Are you referencing Belle, Dawn or Mary?
@Pozzo: Very funny.
I went to a demolition derby once – they had that think where you can pay $5 to take a hammer to an old car for a few minutes. The proceeds went to the county’s Battered Women’s Shelter.
Tennessee: You can’t make this shit up.
So, a murder truck, by comparison, sounds charming.
What we’re learning here is Wilbur is used to villains who are even more cartoonishly, mustache-twirlingly evil than Belle with the perpetual crazy eyes, the uncontrollable laughter, the poorly hidden physical attacks (remember her spraying Dawn with soy sauce?) and the inexplicable sudden-onset-obsessive-need-to-murder-his-daughter. He just can’t fathom the idea of someone hiding malicious intentions behind polite actions. Or maybe Belle has a motorized rotating vagina ribbed for his pleasure, that could also explain a lot.
Good shit from the ‘Mudges today. (Voshkod for MVP).
Just not the kind of shit Marvin’s into.
I think the Miller family is more aggressively hateful than the Kudlick family. The Kudlick grandfather can be downright decent at times. This might explain why he’s
been buried in the backyarddisappeared from the strip.Thanks to the magic of the week-ahead view on Comics Kingdom, I can report an extremely stupid plot beat coming up in Mary Worth. No spoilers, though.
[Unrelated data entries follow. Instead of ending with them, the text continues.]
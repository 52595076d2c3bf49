//! Tests for census CSV loading

use super::write_census_csv;
use crate::Error;
use crate::app::services::dataset_loader::load_census;

#[test]
fn test_basic_load_expected_fields() {
    let dir = tempfile::tempdir().unwrap();
    let path = dir.path().join("penguins.csv");
    write_census_csv(
        &path,
        &[
            ("Adelie", "Biscoe", "190", "3700"),
            ("Gentoo", "Torgersen", "210", "5000"),
        ],
    );

    let result = load_census(&path).expect("load should succeed");

    assert_eq!(result.penguins.len(), 2);
    assert_eq!(result.stats.total_records, 2);
    assert_eq!(result.stats.records_loaded, 2);
    assert_eq!(result.stats.records_skipped, 0);

    assert_eq!(result.penguins[0].species, "Adelie");
    assert_eq!(result.penguins[0].island, "Biscoe");
    assert_eq!(result.penguins[0].flipper_length_mm, "190");
    assert_eq!(result.penguins[0].body_mass_g, "3700");
    assert_eq!(result.penguins[1].species, "Gentoo");
}

#[test]
fn test_load_preserves_source_order() {
    let dir = tempfile::tempdir().unwrap();
    let path = dir.path().join("penguins.csv");
    write_census_csv(
        &path,
        &[
            ("Gentoo", "Biscoe", "215", "5100"),
            ("Adelie", "Dream", "186", "3600"),
            ("Chinstrap", "Dream", "195", "3800"),
        ],
    );

    let result = load_census(&path).unwrap();

    let species: Vec<&str> = result
        .penguins
        .iter()
        .map(|p| p.species.as_str())
        .collect();
    assert_eq!(species, vec!["Gentoo", "Adelie", "Chinstrap"]);
}

#[test]
fn test_load_keeps_missing_numeric_fields_as_text() {
    let dir = tempfile::tempdir().unwrap();
    let path = dir.path().join("penguins.csv");
    write_census_csv(&path, &[("Adelie", "Dream", "", "NA")]);

    let result = load_census(&path).unwrap();

    assert_eq!(result.penguins.len(), 1);
    assert_eq!(result.penguins[0].flipper_length_mm, "");
    assert_eq!(result.penguins[0].body_mass_g, "NA");
}

#[test]
fn test_header_only_file_returns_empty_sequence() {
    let dir = tempfile::tempdir().unwrap();
    let path = dir.path().join("penguins.csv");
    write_census_csv(&path, &[]);

    let result = load_census(&path).unwrap();

    assert!(result.penguins.is_empty());
    assert_eq!(result.stats.total_records, 0);
    assert_eq!(result.stats.records_loaded, 0);
}

#[test]
fn test_missing_file_is_reported() {
    let dir = tempfile::tempdir().unwrap();
    let path = dir.path().join("no_such_file.csv");

    let error = load_census(&path).expect_err("load should fail");

    assert!(matches!(error, Error::FileNotFound { .. }));
    assert!(error.to_string().contains("no_such_file.csv"));
}

#[test]
fn test_missing_required_column_fails() {
    let dir = tempfile::tempdir().unwrap();
    let path = dir.path().join("penguins.csv");
    std::fs::write(&path, "species,island,body_mass_g\nAdelie,Biscoe,3700\n").unwrap();

    let error = load_census(&path).expect_err("load should fail");

    assert!(matches!(error, Error::DataValidation { .. }));
    assert!(error.to_string().contains("flipper_length_mm"));
}

#[test]
fn test_malformed_row_is_skipped_and_recorded() {
    let dir = tempfile::tempdir().unwrap();
    let path = dir.path().join("penguins.csv");
    // Second data row has the wrong field count
    std::fs::write(
        &path,
        "species,island,flipper_length_mm,body_mass_g\n\
         Adelie,Biscoe,190,3700\n\
         Adelie,Dream\n\
         Gentoo,Biscoe,215,5100\n",
    )
    .unwrap();

    let result = load_census(&path).expect("load should degrade, not fail");

    assert_eq!(result.stats.total_records, 3);
    assert_eq!(result.stats.records_loaded, 2);
    assert_eq!(result.stats.records_skipped, 1);
    assert_eq!(result.stats.errors.len(), 1);
    assert_eq!(result.penguins.len(), 2);
}
//! Numeric-or-textual report inputs

/// A report input that may arrive as a number or as text
///
/// The writer coerces each input to a float through [`ReportValue::as_f64`]
/// and substitutes the "N/A" marker on its line when coercion fails.
#[derive(Debug, Clone, PartialEq)]
pub enum ReportValue {
    Number(f64),
    Text(String),
}

impl ReportValue {
    /// Try to interpret the value as a finite `f64`
    ///
    /// Text is trimmed before parsing. Non-finite numbers count as failed
    /// coercions so the report never renders "NaN mm".
    pub fn as_f64(&self) -> Option<f64> {
        match self {
            ReportValue::Number(value) => value.is_finite().then_some(*value),
            ReportValue::Text(text) => text.trim().parse::<f64>().ok().filter(|v| v.is_finite()),
        }
    }
}

impl From<f64> for ReportValue {
    fn from(value: f64) -> Self {
        ReportValue::Number(value)
    }
}

impl From<&str> for ReportValue {
    fn from(text: &str) -> Self {
        ReportValue::Text(text.to_string())
    }
}

impl From<String> for ReportValue {
    fn from(text: String) -> Self {
        ReportValue::Text(text)
    }
}
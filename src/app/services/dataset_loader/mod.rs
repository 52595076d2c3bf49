//! Census CSV loader for Palmer penguin datasets
//!
//! This module provides a streamlined loader for penguin census CSV files
//! focused on extracting the four survey attributes as raw text. The design
//! eliminates unnecessary complexity while preserving all essential
//! functionality.
//!
//! ## Architecture
//!
//! The loader is organized into logical components:
//! - [`loader`] - Core loading orchestration and file handling
//! - [`columns`] - Header analysis and survey column resolution
//! - [`stats`] - Loading statistics and result structures
//!
//! ## Usage
//!
//! ```rust,no_run
//! use palmer_stats::app::services::dataset_loader::load_census;
//!
//! # fn example() -> palmer_stats::Result<()> {
//! let result = load_census(std::path::Path::new("penguins.csv"))?;
//!
//! println!("Loaded {} penguins from {} records",
//!          result.stats.records_loaded,
//!          result.stats.total_records);
//! # Ok(())
//! # }
//! ```

pub mod columns;
pub mod loader;
pub mod stats;

#[cfg(test)]
pub mod tests;

// Re-export main types for easy access
pub use columns::ColumnMapping;
pub use loader::load_census;
pub use stats::{LoadResult, LoadStats};
//! Survey statistics over penguin census records
//!
//! This module computes the two survey figures: the mean flipper length of
//! a species subset, and the percentage of that subset on a given island
//! whose flipper length is strictly above the mean.
//!
//! ## Architecture
//!
//! The statistics are organized into logical components:
//! - [`filter`] - Species subset selection
//! - [`numeric`] - Shared measurement parsing and rounding policy
//! - [`mean`] - Mean flipper length aggregation
//! - [`threshold`] - Above-average classification by island
//!
//! ## Absent-data policy
//!
//! Both numeric stages interpret census fields through a single policy:
//! empty values, sentinel tokens ("NA", "N/A", "NAN", "NULL", matched
//! case-insensitively on the trimmed value), and unparseable text all count
//! as absent data. Absent data is silently excluded from sums and counts,
//! never reported as an error.

pub mod filter;
pub mod mean;
pub mod numeric;
pub mod threshold;

#[cfg(test)]
pub mod tests;

// Re-export main functions for easy access
pub use filter::filter_species;
pub use mean::mean_flipper_length;
pub use threshold::percent_above_mean;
RMMD: It never hurts to have an extra set of prints on a murder truck.
@Peanut Gallery:
Pensé que podría estar empeñando su bola de boliche, pero esto sigue siendo bastante triste.
Marvin was originally meant to have been born in the early 1980s, but I guess now canonically his parents were actually born later than that
#99 MW: thanks, Taig. Why would we read this strip about a nosy old busybody but for him!
The Familiar Mucus: ” Old people get bent over when talking to their grandkids.” “Stewardess,I speak Melonhead. She says, ” Get bent, Old Person!”
@Violet: Good idea. The bowling ball would have been more poignant and less of a non-sequitur. But either way, he should come face-to-face with Rhino Man from Pluggers hocking his TV.
Can’t wait for Chekhov’s Poison to go off when a series of hijinks ends with all the Mary Worth characters eating Belle’s poisoned food and the police chalking it all up to a cult suicide ritual.
MW- Except for the tea, and some handy tomato slicing, Bats really hasn’t tried to kill Dawn lately. Which i say to her- GET A MOVE ON!
@Peanut Gallery:
Poverty is the international language!
CS: The room temperature of the bus drivers’ garage must be higher than the collective I.Q. of the four bus drivers in it.
Wait, can I change “poverty” to “destitution”? Has a better ring to it.
Dawn and Wilbur both take turns confiding in Mary.
How about an actual licensed therapist, or… you know… calling the Police? Assuming that Dawn has legit proof that Belle is trying to kill her. Which really, Belle should just be wearing a shirt that says “I’m a murderer!” on it.